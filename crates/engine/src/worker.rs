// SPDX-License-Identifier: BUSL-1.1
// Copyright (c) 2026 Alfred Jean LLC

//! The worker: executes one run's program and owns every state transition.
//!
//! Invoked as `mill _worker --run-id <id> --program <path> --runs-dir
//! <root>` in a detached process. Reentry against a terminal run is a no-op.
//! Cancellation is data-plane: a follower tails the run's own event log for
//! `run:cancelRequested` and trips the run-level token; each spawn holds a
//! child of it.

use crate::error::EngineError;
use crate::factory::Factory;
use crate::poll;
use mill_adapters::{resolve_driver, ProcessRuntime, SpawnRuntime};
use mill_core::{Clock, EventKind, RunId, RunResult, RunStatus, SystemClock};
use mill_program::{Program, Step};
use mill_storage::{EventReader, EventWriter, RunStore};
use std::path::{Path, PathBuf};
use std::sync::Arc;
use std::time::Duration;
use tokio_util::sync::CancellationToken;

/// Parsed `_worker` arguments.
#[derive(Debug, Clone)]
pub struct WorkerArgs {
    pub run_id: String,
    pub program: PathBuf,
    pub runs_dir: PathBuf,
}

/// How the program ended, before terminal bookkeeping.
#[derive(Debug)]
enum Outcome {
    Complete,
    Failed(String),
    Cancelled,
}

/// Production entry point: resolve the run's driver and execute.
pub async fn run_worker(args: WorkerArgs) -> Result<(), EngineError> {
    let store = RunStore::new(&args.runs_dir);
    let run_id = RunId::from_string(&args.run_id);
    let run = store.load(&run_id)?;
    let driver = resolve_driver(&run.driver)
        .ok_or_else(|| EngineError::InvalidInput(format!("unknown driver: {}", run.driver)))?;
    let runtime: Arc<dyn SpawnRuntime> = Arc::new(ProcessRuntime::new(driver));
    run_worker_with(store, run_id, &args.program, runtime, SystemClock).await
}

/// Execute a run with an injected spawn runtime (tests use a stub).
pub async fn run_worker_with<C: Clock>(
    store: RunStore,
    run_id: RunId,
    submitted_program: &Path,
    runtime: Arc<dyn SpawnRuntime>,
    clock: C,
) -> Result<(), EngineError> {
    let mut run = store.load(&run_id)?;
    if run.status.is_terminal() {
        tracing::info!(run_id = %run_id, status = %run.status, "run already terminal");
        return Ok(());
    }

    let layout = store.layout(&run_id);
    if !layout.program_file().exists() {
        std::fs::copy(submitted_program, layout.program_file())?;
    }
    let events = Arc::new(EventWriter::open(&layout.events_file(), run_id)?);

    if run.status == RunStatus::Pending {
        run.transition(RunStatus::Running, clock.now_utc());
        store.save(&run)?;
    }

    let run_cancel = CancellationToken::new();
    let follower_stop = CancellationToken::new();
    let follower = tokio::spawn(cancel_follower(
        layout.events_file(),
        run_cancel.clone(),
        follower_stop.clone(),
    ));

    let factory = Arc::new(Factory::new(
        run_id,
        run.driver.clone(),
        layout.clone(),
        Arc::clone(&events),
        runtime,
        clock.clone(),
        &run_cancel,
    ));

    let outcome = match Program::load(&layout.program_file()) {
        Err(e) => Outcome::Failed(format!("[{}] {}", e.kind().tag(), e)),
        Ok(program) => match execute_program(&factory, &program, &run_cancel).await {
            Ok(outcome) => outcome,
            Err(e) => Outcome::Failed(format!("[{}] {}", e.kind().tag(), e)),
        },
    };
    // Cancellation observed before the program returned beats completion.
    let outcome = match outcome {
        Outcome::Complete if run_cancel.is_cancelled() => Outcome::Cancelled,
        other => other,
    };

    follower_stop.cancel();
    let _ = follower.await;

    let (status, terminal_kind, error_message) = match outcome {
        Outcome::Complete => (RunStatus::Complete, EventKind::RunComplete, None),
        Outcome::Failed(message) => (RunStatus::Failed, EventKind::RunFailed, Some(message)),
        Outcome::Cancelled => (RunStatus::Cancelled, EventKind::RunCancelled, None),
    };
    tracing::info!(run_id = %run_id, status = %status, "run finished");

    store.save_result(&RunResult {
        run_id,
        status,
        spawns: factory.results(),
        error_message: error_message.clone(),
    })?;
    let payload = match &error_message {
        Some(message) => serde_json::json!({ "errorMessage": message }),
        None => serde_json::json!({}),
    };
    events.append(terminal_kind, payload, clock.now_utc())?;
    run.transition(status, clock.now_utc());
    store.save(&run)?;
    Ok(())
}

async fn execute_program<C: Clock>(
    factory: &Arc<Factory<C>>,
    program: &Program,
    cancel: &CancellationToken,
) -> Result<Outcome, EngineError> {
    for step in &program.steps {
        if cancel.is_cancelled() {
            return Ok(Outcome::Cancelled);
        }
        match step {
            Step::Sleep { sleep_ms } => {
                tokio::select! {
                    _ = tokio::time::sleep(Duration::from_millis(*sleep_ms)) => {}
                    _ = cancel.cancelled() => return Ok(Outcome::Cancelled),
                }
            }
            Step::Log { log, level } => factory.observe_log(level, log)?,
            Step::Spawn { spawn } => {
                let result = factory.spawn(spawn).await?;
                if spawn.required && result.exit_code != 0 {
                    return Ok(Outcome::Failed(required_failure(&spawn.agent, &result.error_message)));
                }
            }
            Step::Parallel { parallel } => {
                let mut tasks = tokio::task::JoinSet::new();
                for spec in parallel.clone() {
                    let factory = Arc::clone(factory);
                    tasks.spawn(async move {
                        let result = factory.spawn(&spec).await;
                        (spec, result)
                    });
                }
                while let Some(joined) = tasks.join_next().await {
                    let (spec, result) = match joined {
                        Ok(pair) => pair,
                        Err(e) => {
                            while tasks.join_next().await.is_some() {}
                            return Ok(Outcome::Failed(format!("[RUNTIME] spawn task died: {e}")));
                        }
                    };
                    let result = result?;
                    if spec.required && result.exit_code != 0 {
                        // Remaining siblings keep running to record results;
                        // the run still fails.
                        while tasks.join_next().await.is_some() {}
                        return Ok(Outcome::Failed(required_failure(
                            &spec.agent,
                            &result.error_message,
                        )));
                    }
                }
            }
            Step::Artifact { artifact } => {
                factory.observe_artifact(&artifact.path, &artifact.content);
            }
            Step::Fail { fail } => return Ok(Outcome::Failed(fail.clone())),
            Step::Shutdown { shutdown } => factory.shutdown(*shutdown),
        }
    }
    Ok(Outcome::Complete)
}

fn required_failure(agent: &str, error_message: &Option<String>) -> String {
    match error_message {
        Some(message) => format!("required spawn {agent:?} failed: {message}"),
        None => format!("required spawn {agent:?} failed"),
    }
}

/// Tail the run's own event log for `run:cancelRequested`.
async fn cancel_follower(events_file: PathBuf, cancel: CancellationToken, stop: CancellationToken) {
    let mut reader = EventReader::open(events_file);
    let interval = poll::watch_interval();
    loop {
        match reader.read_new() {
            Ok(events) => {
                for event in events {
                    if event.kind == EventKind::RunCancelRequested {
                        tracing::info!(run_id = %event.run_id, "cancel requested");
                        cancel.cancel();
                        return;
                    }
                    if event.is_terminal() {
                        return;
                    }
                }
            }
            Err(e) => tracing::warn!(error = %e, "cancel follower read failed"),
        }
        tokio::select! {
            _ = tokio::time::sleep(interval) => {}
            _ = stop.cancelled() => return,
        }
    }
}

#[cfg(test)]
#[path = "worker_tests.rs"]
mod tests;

- **Required action**: Every line in the records above that contains the word "EventReader" should be copied out.

- **Solution to the exercise**:
use mill_storage::{EventReader, EventWriter, RunStore};
    let mut reader = EventReader::open(events_file);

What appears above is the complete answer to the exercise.